Congrats on your new toy! Is it cool enough where you are to smoke cheese? If so yeah give it a go. If temps start to rise you can put frozen 2 liter bottles in there to help keep the temps down. Don't let it get too hot though or you will have a giant mess on your hands! Good luck and post some pics


----------



## bradger (Aug 29, 2019)

the cheeses i picked 
jalapeno pepper jack, horseradish cheddar( two types) 
some smoke, 
the toy
and end results only on about 1 hour started to look a little melty 
every thing iv read said let rest loosely raped in wax paper or parchment paper, for three days. so that's what i'm doing. 
i'll up date again around then.


----------



## Winterrider (Aug 29, 2019)

Nice, another new addition you may like is the amazen mats to set things on Such as cheese, nuts, jerky, fish, etc.


----------



## bradger (Sep 1, 2019)

As promised here is the up date.  the pepper jack came out the best slight smoky taste ill put in longer next time.  the two horseradish the smoke was nonexistent i figure it could stand more time in the smoke or the heat is just two strong. Today was also the minimum for resting so trying a tasting in another day or two.


----------



## Jabiru (Sep 1, 2019)

Horseradish Cheddar, I am going to have to try this, I love cheese.
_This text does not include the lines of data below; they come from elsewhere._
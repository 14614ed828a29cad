//! Storage abstraction layer for kvwhere.
//!
//! The resolver never talks to a concrete backend. It sees a key-value store
//! through two traits:
//!
//! - **KeyValueStore**: the raw primitives over sets, sorted sets and hashes
//!   (membership, scores, intersection, enumeration, cardinality, hash lookup)
//!   plus the writer operations an indexing pipeline uses.
//! - **Store**: the transactional entry point. Every resolution runs inside one
//!   `transaction` call so no other caller can observe a half-built result.
//!
//! Absent keys read as empty collections. Reading a key through an operation of
//! the wrong collection type is an error ([`KvWhereError::WrongType`]).
//!
//! # Example
//!
//! ```
//! use kvwhere::storage::{KeyValueStore, Store};
//! use kvwhere::storage::memory::MemoryStore;
//!
//! # fn main() -> kvwhere::error::Result<()> {
//! let store = MemoryStore::new();
//! let count = store.transaction(|tx| {
//!     tx.set_add("user:id", "1")?;
//!     tx.set_add("user:id", "2")?;
//!     tx.set_cardinality("user:id")
//! })?;
//! assert_eq!(count, 2);
//! # Ok(())
//! # }
//! ```

use std::fmt;

use serde::{Deserialize, Serialize};

use crate::error::{KvWhereError, Result};

pub mod memory;

/// The type of value held under a key.
#[derive(Debug, Clone, Copy, PartialEq, Eq, Hash, Serialize, Deserialize)]
#[serde(rename_all = "snake_case")]
pub enum KeyType {
    /// Unordered set of unique strings.
    Set,
    /// Set of unique strings, each carrying a score.
    SortedSet,
    /// String-to-string map.
    Hash,
}

impl fmt::Display for KeyType {
    fn fmt(&self, f: &mut fmt::Formatter<'_>) -> fmt::Result {
        match self {
            KeyType::Set => write!(f, "set"),
            KeyType::SortedSet => write!(f, "sorted set"),
            KeyType::Hash => write!(f, "hash"),
        }
    }
}

/// Representation kind of the identifier, index and accumulator collections.
///
/// Chosen once per resolution; every collection touched by that resolution is
/// read and written with the primitives of this kind.
#[derive(Debug, Clone, Copy, PartialEq, Eq, Hash, Default, Serialize, Deserialize)]
#[serde(rename_all = "snake_case")]
pub enum CollectionKind {
    /// Plain sets.
    #[default]
    Unordered,
    /// Sorted sets scored by the identifier collection.
    Ordered,
}

impl CollectionKind {
    /// The key type collections of this kind are stored as.
    pub fn key_type(self) -> KeyType {
        match self {
            CollectionKind::Unordered => KeyType::Set,
            CollectionKind::Ordered => KeyType::SortedSet,
        }
    }
}

/// Raw key-value primitives.
///
/// Read operations treat a missing key as an empty collection (or `None` for
/// point lookups). Scores are always finite: writes and weighted sums that
/// would produce a non-finite score are rejected.
pub trait KeyValueStore: Send + fmt::Debug {
    /// Get the type of the value stored at `key`, if any.
    fn key_type(&self, key: &str) -> Result<Option<KeyType>>;

    /// Remove `key`. Returns whether it existed.
    fn delete(&mut self, key: &str) -> Result<bool>;

    /// Check whether `member` belongs to the set at `key`.
    fn set_contains(&self, key: &str, member: &str) -> Result<bool>;

    /// Add `member` to the set at `key`. Returns whether it was newly added.
    fn set_add(&mut self, key: &str, member: &str) -> Result<bool>;

    /// All members of the set at `key`, in no particular order.
    fn set_members(&self, key: &str) -> Result<Vec<String>>;

    /// Number of members of the set at `key`.
    fn set_cardinality(&self, key: &str) -> Result<usize>;

    /// Members present in every set at `keys`. A missing key makes the
    /// result empty.
    fn set_intersection(&self, keys: &[&str]) -> Result<Vec<String>>;

    /// Score of `member` in the sorted set at `key`.
    fn sorted_score(&self, key: &str, member: &str) -> Result<Option<f64>>;

    /// Add `member` with `score` to the sorted set at `key`, replacing any
    /// previous score. Returns whether it was newly added.
    fn sorted_add(&mut self, key: &str, member: &str, score: f64) -> Result<bool>;

    /// All `(member, score)` pairs of the sorted set at `key`, ordered by
    /// score and then by member.
    fn sorted_range(&self, key: &str) -> Result<Vec<(String, f64)>>;

    /// Number of members of the sorted set at `key`.
    fn sorted_cardinality(&self, key: &str) -> Result<usize>;

    /// Members present in every sorted set at `keys`, each scored with the
    /// sum of its scores multiplied by the matching entry of `weights`.
    ///
    /// `weights` must have one entry per key. A missing key makes the result
    /// empty. The result is ordered like [`sorted_range`](Self::sorted_range).
    fn sorted_intersection(&self, keys: &[&str], weights: &[f64]) -> Result<Vec<(String, f64)>>;

    /// Value of `field` in the hash at `key`.
    fn hash_get(&self, key: &str, field: &str) -> Result<Option<String>>;

    /// Set `field` to `value` in the hash at `key`. Returns whether the field
    /// was newly created.
    fn hash_set(&mut self, key: &str, field: &str, value: &str) -> Result<bool>;
}

/// A store that runs closures atomically against its keyspace.
pub trait Store: Send + Sync + fmt::Debug {
    /// Run `f` as one atomic unit.
    ///
    /// No other transaction observes the keyspace while `f` runs. When `f`
    /// returns an error, every write it made is discarded and the error is
    /// returned unchanged.
    fn transaction<R, F>(&self, f: F) -> Result<R>
    where
        F: FnOnce(&mut dyn KeyValueStore) -> Result<R>;
}

/// Error types specific to storage operations.
#[derive(Debug, Clone)]
pub enum StorageError {
    /// Store is closed.
    StoreClosed,

    /// Snapshot could not be interpreted.
    InvalidSnapshot(String),
}

impl fmt::Display for StorageError {
    fn fmt(&self, f: &mut fmt::Formatter<'_>) -> fmt::Result {
        match self {
            StorageError::StoreClosed => write!(f, "Store is closed"),
            StorageError::InvalidSnapshot(msg) => write!(f, "Invalid snapshot: {msg}"),
        }
    }
}

impl std::error::Error for StorageError {}

impl From<StorageError> for KvWhereError {
    fn from(err: StorageError) -> Self {
        KvWhereError::storage(err.to_string())
    }
}
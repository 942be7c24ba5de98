#[derive(Debug, Clone, Copy, PartialEq, Eq, Default)]
pub enum OutputMode {
    #[default]
    Text,
    Json,
    Yaml,
}

impl OutputMode {
    /// Returns `None` when both structured formats are requested.
    pub const fn from_flags(json: bool, yml: bool) -> Option<Self> {
        match (json, yml) {
            (true, true) => None,
            (true, false) => Some(OutputMode::Json),
            (false, true) => Some(OutputMode::Yaml),
            (false, false) => Some(OutputMode::Text),
        }
    }

    pub const fn is_structured(self) -> bool {
        !matches!(self, OutputMode::Text)
    }
}
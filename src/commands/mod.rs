//! Command handlers.
//!
//! Each handler receives everything it needs through a [`CommandContext`] plus
//! its collaborators, and reports failure as a [`CommandError`].

use thiserror::Error;

use crate::config::HostConfig;
use crate::exit::ExitCode;

pub mod info;
pub mod report;

pub use info::InfoFlags;
pub use report::ReportFlags;

#[derive(Debug, Clone, Copy)]
pub struct CommandContext<'a, F> {
    pub flags: F,
    pub host: &'a HostConfig,
    pub color: bool,
}

impl<'a, F> CommandContext<'a, F> {
    pub fn new(flags: F, host: &'a HostConfig) -> Self {
        Self {
            flags,
            host,
            color: false,
        }
    }

    pub fn with_color(mut self, color: bool) -> Self {
        self.color = color;
        self
    }
}

#[derive(Debug, Error)]
pub enum CommandError {
    #[error("--json and --yml cannot be used together")]
    ConflictingFormats,
    #[error("cannot build report URL: bug tracker URL not configured")]
    BugsUrlMissing,
    #[error("failed to collect environment info")]
    Probe(#[source] anyhow::Error),
    #[error("environment probe returned text where structured output was requested")]
    UnstructuredProbeOutput,
    #[error("failed to format output as JSON")]
    Json(#[from] serde_json::Error),
    #[error("failed to format output as YAML")]
    Yaml(#[from] serde_yaml::Error),
    #[error("failed to write output")]
    Io(#[from] std::io::Error),
    #[error("failed to open browser")]
    Browser(#[source] anyhow::Error),
}

impl CommandError {
    pub fn exit_code(&self) -> ExitCode {
        match self {
            CommandError::ConflictingFormats => ExitCode::InvalidArgs,
            CommandError::BugsUrlMissing => ExitCode::ConfigInvalid,
            CommandError::Probe(_)
            | CommandError::UnstructuredProbeOutput
            | CommandError::Json(_)
            | CommandError::Yaml(_)
            | CommandError::Io(_) => ExitCode::CommandFailed,
            CommandError::Browser(_) => ExitCode::ExternalCommandFailed,
        }
    }

    pub fn is_broken_pipe(&self) -> bool {
        matches!(self, CommandError::Io(err) if err.kind() == std::io::ErrorKind::BrokenPipe)
    }
}

#[cfg(test)]
pub(crate) mod testing {
    use std::cell::{Cell, RefCell};

    use anyhow::Result;

    use crate::browser::Browser;
    use crate::core::{Category, DiagnosticReport, Item, ItemValue};
    use crate::probe::{EnvironmentProbe, ProbeOptions, ProbeOutput, ProbeRequest};

    pub fn canned_report() -> DiagnosticReport {
        DiagnosticReport {
            categories: vec![
                Category {
                    name: "System".to_string(),
                    items: vec![Item {
                        name: "OS".to_string(),
                        value: ItemValue::text("Linux 6.1"),
                    }],
                },
                Category {
                    name: "Binaries".to_string(),
                    items: vec![Item {
                        name: "Node".to_string(),
                        value: ItemValue::located("20.11.0", "/usr/bin/node"),
                    }],
                },
            ],
        }
    }

    /// Returns [`canned_report`] in whatever form was asked for.
    #[derive(Default)]
    pub struct FakeProbe {
        pub calls: RefCell<Vec<(ProbeRequest, ProbeOptions)>>,
        pub fail: bool,
    }

    impl FakeProbe {
        pub fn failing() -> Self {
            Self {
                fail: true,
                ..Self::default()
            }
        }

        pub fn call_count(&self) -> usize {
            self.calls.borrow().len()
        }
    }

    impl EnvironmentProbe for FakeProbe {
        fn run(&self, request: &ProbeRequest, options: &ProbeOptions) -> Result<ProbeOutput> {
            self.calls.borrow_mut().push((request.clone(), *options));
            if self.fail {
                anyhow::bail!("probe exploded");
            }
            Ok(ProbeOutput::from_report(canned_report(), options))
        }
    }

    #[derive(Default)]
    pub struct RecordingBrowser {
        pub opened: RefCell<Vec<String>>,
        pub fail: Cell<bool>,
    }

    impl Browser for RecordingBrowser {
        fn open(&self, url: &str) -> Result<()> {
            self.opened.borrow_mut().push(url.to_string());
            if self.fail.get() {
                anyhow::bail!("no display");
            }
            Ok(())
        }
    }
}
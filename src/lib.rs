pub mod browser;
pub mod cli;
pub mod commands;
pub mod config;
pub mod core;
pub mod exit;
pub mod platform;
pub mod probe;
pub mod ui;
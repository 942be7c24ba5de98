use anyhow::Error;
use std::io::{self, Write};

use crate::core::PluginDescriptor;

#[derive(Debug, Clone)]
pub struct UiConfig {
    pub color: bool,
    pub stderr_is_tty: bool,
    pub quiet: bool,
}

pub fn eprintln_error(err: &Error) {
    let mut stderr = io::stderr().lock();
    let _ = writeln!(stderr, "Error:");
    let _ = writeln!(stderr, "  {err}");

    let mut causes = err.chain().skip(1).peekable();
    if causes.peek().is_some() {
        let _ = writeln!(stderr, "Caused by:");
        for cause in causes {
            let _ = writeln!(stderr, "  - {cause}");
        }
    }

    let _ = writeln!(stderr, "Next:");
    let _ = writeln!(stderr, "  - re-run with `--verbose` for more detail");
    let _ = writeln!(
        stderr,
        "  - see `devdiag --help` for available commands and options"
    );
}

pub const PLUGINS_HEADER: &str = "  CLI plugins:";

/// `    <name> <version> (<type>)`, with the version part de-emphasized.
pub fn format_plugin_line(plugin: &PluginDescriptor, color: bool) -> String {
    let detail = format!("{} ({})", plugin.version, plugin.plugin_type);
    format!("    {} {}", plugin.name, dim(&detail, color))
}

pub fn dim(s: &str, color: bool) -> String {
    if !color {
        return s.to_string();
    }
    format!("\x1b[90m{s}\x1b[0m")
}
On a cold day, I smoke the cheese for about 3-4 hours, let sit in fridge over night and then vacumn pack. I leave it for one month then start eating it. It always tastes better when it has sat for a few weeks.


----------



## Steve H (Sep 2, 2019)

The tray looks familiar. While we've had some cooler days. It is still too soon to cold smoke cheese. Luckily in March and April of this year I was scoring some great deals on cheese. And stockpiled about 40 pounds of smoked cheese. Here is what's left. And are now 5-6 months old. And the flavor is beyond words. My goal is to get some pieces over a year old.










I'll need to start adding the year on the dates as well. Horseradish cheddar is one of my favorites. Along with Gouda and Muenster. Swiss isn't bad. But that needs to rest at least a month before trying. I find the white cheddar does a bit better then the regular for some reason. It tends to be a bit creamier. If you do mozzarella. Be warned that fresh mozzarella takes smoke way faster then the normal store bought variant. The 2 pounds of fresh I did in April is still pretty strong. Good, but strong. The next batch will only get 2 hours of smoke. Putting smoked mozzarella on pizza is out of this world. When I do that. I mix half with smoked. And half not smoked. Here it is 2:30 in the morning. And I'm craving the cheese. Or pizza!


----------



## Norwester55 (Sep 2, 2019)

Steve H said:


> {SNIP}
> Putting smoked mozzarella on pizza is out of this world. When I do that. I mix half with smoked. And half not smoked. Here it is 2:30 in the morning. And I'm craving the cheese. Or pizza!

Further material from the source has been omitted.